▸ **Work task**:
All that is required is the number of lines in this listing that hold "CryptoRng".

--------------------------------

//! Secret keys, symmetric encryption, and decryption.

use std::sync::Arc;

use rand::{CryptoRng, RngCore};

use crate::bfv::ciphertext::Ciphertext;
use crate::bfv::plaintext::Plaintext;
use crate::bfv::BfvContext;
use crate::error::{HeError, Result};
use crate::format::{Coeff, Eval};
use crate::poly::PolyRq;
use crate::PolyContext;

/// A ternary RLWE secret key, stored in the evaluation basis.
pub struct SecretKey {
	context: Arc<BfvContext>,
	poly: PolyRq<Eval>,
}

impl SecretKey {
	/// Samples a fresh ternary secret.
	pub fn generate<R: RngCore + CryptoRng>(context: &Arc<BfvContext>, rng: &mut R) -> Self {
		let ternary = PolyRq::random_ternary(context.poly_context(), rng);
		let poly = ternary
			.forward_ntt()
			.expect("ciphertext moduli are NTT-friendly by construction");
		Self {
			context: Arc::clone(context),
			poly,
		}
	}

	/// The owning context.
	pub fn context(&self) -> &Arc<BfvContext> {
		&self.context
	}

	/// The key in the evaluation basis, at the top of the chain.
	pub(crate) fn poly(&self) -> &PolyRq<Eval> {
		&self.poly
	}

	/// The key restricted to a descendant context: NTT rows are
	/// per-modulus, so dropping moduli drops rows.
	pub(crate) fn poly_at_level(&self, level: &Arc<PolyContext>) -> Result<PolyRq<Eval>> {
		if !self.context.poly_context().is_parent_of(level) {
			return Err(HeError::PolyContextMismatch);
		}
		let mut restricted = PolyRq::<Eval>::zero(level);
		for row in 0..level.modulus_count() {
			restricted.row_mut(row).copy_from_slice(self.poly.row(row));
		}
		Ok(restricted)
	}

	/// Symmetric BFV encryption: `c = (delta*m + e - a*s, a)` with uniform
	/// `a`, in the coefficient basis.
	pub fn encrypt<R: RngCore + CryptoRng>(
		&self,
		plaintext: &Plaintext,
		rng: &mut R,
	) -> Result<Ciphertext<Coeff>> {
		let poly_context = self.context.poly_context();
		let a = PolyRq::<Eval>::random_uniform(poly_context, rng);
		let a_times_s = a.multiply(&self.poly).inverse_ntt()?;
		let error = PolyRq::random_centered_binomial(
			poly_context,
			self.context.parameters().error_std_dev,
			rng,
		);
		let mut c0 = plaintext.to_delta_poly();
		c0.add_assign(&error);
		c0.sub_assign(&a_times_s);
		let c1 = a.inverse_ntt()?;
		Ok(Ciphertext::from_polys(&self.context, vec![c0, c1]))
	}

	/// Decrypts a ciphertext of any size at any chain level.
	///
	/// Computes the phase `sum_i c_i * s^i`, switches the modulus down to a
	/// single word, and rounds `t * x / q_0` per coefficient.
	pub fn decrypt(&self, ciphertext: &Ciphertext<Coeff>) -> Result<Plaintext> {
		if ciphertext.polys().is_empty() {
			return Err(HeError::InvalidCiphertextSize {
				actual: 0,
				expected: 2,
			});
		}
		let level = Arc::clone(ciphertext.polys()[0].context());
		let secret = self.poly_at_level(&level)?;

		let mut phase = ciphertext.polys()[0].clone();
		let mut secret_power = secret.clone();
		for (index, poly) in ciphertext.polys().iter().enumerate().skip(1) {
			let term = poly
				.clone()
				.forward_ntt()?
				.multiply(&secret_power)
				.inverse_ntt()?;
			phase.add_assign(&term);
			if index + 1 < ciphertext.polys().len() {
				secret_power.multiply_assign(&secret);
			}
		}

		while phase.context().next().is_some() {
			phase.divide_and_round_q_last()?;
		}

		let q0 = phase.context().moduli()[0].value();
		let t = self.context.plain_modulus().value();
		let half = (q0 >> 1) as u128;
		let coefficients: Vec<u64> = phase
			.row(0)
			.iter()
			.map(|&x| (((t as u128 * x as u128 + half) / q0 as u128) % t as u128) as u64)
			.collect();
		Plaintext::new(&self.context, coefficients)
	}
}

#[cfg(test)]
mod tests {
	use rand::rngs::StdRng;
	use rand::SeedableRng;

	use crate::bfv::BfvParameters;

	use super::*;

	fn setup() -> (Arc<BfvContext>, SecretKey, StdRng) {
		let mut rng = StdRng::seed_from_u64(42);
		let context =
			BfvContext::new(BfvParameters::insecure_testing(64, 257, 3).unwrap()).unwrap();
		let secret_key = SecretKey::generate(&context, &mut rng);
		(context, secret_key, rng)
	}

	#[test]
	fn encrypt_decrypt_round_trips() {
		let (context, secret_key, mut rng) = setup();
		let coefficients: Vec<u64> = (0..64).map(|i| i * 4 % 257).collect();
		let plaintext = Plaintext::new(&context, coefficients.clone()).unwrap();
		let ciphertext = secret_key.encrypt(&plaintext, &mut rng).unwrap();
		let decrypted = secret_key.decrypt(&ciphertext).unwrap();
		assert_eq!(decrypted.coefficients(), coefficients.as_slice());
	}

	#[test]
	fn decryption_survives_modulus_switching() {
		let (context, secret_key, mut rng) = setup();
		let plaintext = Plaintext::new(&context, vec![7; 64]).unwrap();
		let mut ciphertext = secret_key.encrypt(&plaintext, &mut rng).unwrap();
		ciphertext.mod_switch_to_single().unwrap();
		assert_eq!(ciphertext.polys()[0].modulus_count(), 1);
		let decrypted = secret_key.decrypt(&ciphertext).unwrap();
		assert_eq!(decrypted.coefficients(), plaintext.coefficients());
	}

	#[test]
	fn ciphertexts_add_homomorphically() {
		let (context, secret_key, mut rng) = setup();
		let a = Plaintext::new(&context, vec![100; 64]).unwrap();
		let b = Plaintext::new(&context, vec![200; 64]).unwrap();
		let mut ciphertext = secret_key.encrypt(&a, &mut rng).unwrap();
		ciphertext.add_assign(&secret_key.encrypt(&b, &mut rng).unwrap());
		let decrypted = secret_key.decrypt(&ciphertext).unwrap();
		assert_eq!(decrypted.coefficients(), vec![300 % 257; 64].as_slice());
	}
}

--------------------------------

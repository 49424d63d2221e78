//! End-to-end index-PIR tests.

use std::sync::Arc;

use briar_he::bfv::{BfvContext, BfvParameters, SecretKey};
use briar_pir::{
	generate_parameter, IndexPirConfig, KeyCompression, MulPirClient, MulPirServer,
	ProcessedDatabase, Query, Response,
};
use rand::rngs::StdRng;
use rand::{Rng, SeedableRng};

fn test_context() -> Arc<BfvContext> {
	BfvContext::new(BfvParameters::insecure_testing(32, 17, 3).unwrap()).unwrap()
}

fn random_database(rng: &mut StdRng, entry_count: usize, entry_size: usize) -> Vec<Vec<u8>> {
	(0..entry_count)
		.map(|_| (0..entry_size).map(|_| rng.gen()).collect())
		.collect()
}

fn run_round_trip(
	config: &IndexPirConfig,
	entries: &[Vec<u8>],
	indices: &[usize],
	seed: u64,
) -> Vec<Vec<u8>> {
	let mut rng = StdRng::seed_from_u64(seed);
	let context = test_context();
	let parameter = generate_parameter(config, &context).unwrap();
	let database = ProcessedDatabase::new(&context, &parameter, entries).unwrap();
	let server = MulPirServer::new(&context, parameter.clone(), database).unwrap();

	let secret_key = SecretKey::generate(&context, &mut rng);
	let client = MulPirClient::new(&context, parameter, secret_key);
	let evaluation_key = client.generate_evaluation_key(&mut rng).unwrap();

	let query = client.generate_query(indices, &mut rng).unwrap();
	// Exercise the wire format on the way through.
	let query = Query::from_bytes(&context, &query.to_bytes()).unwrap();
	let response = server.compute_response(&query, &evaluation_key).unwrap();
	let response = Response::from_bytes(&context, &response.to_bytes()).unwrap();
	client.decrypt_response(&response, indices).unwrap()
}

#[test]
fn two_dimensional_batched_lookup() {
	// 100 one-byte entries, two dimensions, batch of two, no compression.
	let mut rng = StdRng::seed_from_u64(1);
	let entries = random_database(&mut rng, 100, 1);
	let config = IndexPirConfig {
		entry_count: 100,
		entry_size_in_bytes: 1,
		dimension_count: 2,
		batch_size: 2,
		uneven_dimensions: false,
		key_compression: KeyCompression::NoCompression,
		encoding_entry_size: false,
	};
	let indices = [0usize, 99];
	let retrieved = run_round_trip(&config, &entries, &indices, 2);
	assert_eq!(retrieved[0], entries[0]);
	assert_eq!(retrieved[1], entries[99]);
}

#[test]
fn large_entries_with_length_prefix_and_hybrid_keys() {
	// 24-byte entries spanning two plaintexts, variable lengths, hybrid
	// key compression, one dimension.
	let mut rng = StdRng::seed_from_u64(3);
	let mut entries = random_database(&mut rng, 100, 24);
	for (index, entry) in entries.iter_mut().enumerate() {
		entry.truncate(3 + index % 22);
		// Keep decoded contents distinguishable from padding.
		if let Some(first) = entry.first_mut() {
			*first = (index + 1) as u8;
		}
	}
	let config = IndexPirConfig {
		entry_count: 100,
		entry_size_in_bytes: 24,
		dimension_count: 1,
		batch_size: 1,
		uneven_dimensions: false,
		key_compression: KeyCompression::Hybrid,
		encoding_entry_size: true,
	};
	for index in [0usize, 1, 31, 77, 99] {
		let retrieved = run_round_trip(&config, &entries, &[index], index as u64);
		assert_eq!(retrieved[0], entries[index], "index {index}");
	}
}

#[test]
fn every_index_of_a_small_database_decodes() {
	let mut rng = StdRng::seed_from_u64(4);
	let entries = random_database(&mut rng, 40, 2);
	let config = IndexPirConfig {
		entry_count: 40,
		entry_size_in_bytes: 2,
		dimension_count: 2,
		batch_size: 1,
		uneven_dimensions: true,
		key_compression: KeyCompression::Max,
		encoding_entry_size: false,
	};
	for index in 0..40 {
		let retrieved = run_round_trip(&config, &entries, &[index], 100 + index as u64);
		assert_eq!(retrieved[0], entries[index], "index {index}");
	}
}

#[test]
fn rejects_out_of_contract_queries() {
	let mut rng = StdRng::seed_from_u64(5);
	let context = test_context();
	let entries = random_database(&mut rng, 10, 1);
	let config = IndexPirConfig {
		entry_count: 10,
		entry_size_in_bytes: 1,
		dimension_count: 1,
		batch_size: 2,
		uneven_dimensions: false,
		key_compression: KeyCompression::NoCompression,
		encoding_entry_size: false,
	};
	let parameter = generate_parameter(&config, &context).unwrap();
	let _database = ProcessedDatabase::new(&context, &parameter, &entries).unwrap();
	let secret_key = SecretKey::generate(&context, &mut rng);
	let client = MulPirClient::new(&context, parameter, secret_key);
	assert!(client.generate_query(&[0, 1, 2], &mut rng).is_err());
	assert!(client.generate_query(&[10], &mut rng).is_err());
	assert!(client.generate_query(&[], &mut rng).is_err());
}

--------------------------------

▸ **Answer box**:
3